A study published in the American Journal of Public Health found that pandemic-related closures of adult day services left older adults and caregivers without critical support. The magnitude of the impact of adult day closures on well-being, particularly among members of racial/ethnic minority groups, has yet to be measured because nationally representative data sets associated with adult day center participation do not yet exist.

Study authors call on adult day centers to link rigorous collection of racial and ethnic data to quality measures of access to equitable “age-friendly” care as a means of better supporting diverse community-dwelling older adults beyond the COVID-19 pandemic. Although Adult Day Services have struggled to find ways to operate amid new covid variants and growing case counts, a limited body of research has demonstrated the profound effects of Adult Day closures on older adults and their care partners.

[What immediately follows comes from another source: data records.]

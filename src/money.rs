use regex::Regex;

use std::{
    fmt::{Debug, Display},
    iter::Sum,
    ops::AddAssign,
    str::FromStr,
    sync::LazyLock,
};

use crate::{source::Cell, Error, Result};

const CURRENCY_SYMBOL: &str = "R$";

static NOISE: LazyLock<Regex> =
    LazyLock::new(|| Regex::new(r"[^0-9,.\-]").expect("noise pattern is valid"));

/// Represents an amount of money in Brazilian reais.
///
/// The [`FromStr`] implementation accepts the many ways a spreadsheet export
/// writes money (see [`parse_amount`]), and the [`Display`] implementation
/// formats it the Brazilian way, as in `R$1.234,56`.
#[derive(Clone, Copy, Default, PartialEq, PartialOrd)]
pub struct Money(f64);

impl Money {
    #[must_use]
    pub fn new(amount: f64) -> Self {
        Self(amount)
    }

    #[must_use]
    pub fn amount(self) -> f64 {
        self.0
    }
}

impl Debug for Money {
    fn fmt(&self, f: &mut std::fmt::Formatter<'_>) -> std::fmt::Result {
        Display::fmt(self, f)
    }
}

impl Display for Money {
    fn fmt(&self, f: &mut std::fmt::Formatter<'_>) -> std::fmt::Result {
        let text = format_decimal(self.0, 2);
        match text.strip_prefix('-') {
            Some(magnitude) => f.pad(&format!("-{CURRENCY_SYMBOL}{magnitude}")),
            None => f.pad(&format!("{CURRENCY_SYMBOL}{text}")),
        }
    }
}

impl FromStr for Money {
    type Err = Error;

    fn from_str(s: &str) -> std::result::Result<Self, Self::Err> {
        parse_text(s, money_separators).map(Self)
    }
}

impl AddAssign for Money {
    fn add_assign(&mut self, rhs: Self) {
        self.0 += rhs.0;
    }
}

impl Sum for Money {
    fn sum<I: Iterator<Item = Self>>(iter: I) -> Self {
        Self(iter.map(|m| m.0).sum())
    }
}

/// Reads a numeric or monetary value from `cell`.
///
/// Numbers pass through unchanged, and empty cells give `Ok(None)`. Text is
/// cleaned up before parsing: the `R$` symbol is dropped, a leading minus or
/// a parenthesis wrapper makes the value negative, and the decimal mark is
/// worked out from the separators present:
///
/// * both `,` and `.`: dots separate thousands, the comma is the decimal mark
/// * only `,`: a decimal mark if exactly two digits follow the last one,
///   otherwise a thousands separator
/// * only `.`: the dot is the decimal mark
///
/// ```
/// # use sales_ranking::{money::parse_amount, Cell};
/// let cell = Cell::Text("R$ (1.234,56)".into());
/// assert_eq!(parse_amount(&cell).unwrap(), Some(-1234.56));
/// assert_eq!(parse_amount(&Cell::Empty).unwrap(), None);
/// ```
///
/// # Errors
///
/// Returns [`Error::UnparseableAmount`] if nothing numeric is left after
/// cleanup.
pub fn parse_amount(cell: &Cell) -> Result<Option<f64>> {
    parse_cell(cell, money_separators)
}

/// Reads a weight or unit count from `cell`.
///
/// Cleanup is the same as for [`parse_amount`], except that a lone `,` is
/// always the decimal mark, since weights are written to three places.
///
/// ```
/// # use sales_ranking::{money::parse_quantity, Cell};
/// assert_eq!(parse_quantity(&Cell::Text("2,125".into())).unwrap(), Some(2.125));
/// assert_eq!(parse_quantity(&Cell::Text("1.250,5".into())).unwrap(), Some(1250.5));
/// ```
///
/// # Errors
///
/// Returns [`Error::UnparseableAmount`] if nothing numeric is left after
/// cleanup.
pub fn parse_quantity(cell: &Cell) -> Result<Option<f64>> {
    parse_cell(cell, quantity_separators)
}

fn parse_cell(cell: &Cell, separators: fn(&str) -> String) -> Result<Option<f64>> {
    match cell {
        Cell::Number(n) => Ok(Some(*n)),
        Cell::Empty => Ok(None),
        Cell::Text(s) if s.trim().is_empty() => Ok(None),
        Cell::Text(s) => parse_text(s, separators).map(Some),
        Cell::Date(d) => Err(Error::UnparseableAmount(d.to_string())),
    }
}

fn parse_text(raw: &str, separators: fn(&str) -> String) -> Result<f64> {
    let value = raw.replace(CURRENCY_SYMBOL, "");
    let value = value.trim();
    let negative = value.starts_with('-') || value.contains(['(', ')']);
    let mut digits = NOISE.replace_all(value, "").into_owned();
    // a minus anywhere but the front is noise
    if digits.get(1..).is_some_and(|rest| rest.contains('-')) {
        digits.retain(|c| c != '-');
    }
    let number: f64 = separators(&digits)
        .parse()
        .map_err(|_| Error::UnparseableAmount(raw.to_string()))?;
    Ok(if negative { -number.abs() } else { number.abs() })
}

fn money_separators(digits: &str) -> String {
    match (digits.contains(','), digits.contains('.')) {
        (true, true) => digits.replace('.', "").replace(',', "."),
        (true, false) => match digits.rsplit_once(',') {
            Some((whole, cents)) if cents.len() == 2 => {
                format!("{}.{cents}", whole.replace(',', ""))
            }
            _ => digits.replace(',', ""),
        },
        _ => digits.to_string(),
    }
}

fn quantity_separators(digits: &str) -> String {
    if digits.contains(',') {
        digits.replace('.', "").replace(',', ".")
    } else {
        digits.to_string()
    }
}

/// Formats `value` to `decimals` places, with `.` between thousands and `,`
/// as the decimal mark.
///
/// ```
/// # use sales_ranking::money::format_decimal;
/// assert_eq!(format_decimal(1234567.891, 3), "1.234.567,891");
/// assert_eq!(format_decimal(-12.5, 2), "-12,50");
/// ```
#[must_use]
pub fn format_decimal(value: f64, decimals: usize) -> String {
    let fixed = format!("{:.*}", decimals, value.abs());
    let (whole, fraction) = fixed.split_once('.').unwrap_or((fixed.as_str(), ""));
    let mut text = String::with_capacity(fixed.len() + whole.len() / 3 + 1);
    if value < 0.0 && fixed.bytes().any(|b| matches!(b, b'1'..=b'9')) {
        text.push('-');
    }
    for (i, digit) in whole.chars().enumerate() {
        if i > 0 && (whole.len() - i) % 3 == 0 {
            text.push('.');
        }
        text.push(digit);
    }
    if !fraction.is_empty() {
        text.push(',');
        text.push_str(fraction);
    }
    text
}

/// Formats a margin percentage, as in `12,34%`.
#[must_use]
pub fn format_percent(value: f64) -> String {
    format!("{}%", format_decimal(value, 2))
}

Studies that have assessed the effects of Adult Day Service closures on older adults and their care partners have consistently shown that pandemic-related closures of ADS have:

  • Exacerbated isolation and caregiver strain,
  • Accelerated cognitive and functional declines,
  • Led to unsafe behaviors,
  • Increased the use of care in higher-cost settings (e.g., emergency rooms and skilled nursing facilities), and

Limited opportunities for productive engagement among the older adults they serve. The COVID-19 pandemic has seriously affected the health and well-being of older adults, particularly those who identify as members of racial/ethnic minority groups. The study summarized evidence suggesting that people who receive care in ADS and their care partners suffered disproportionately when their access to essential services and support was taken away with little or no notice in March 2020. In many cases, this access has yet to be fully restored two years later.

The study calls for improved, standardized data collection on social determinants of health to understand creative methods to leverage community-based programs to meet urgent and basic needs and improve health in the face of future pandemics or natural disasters.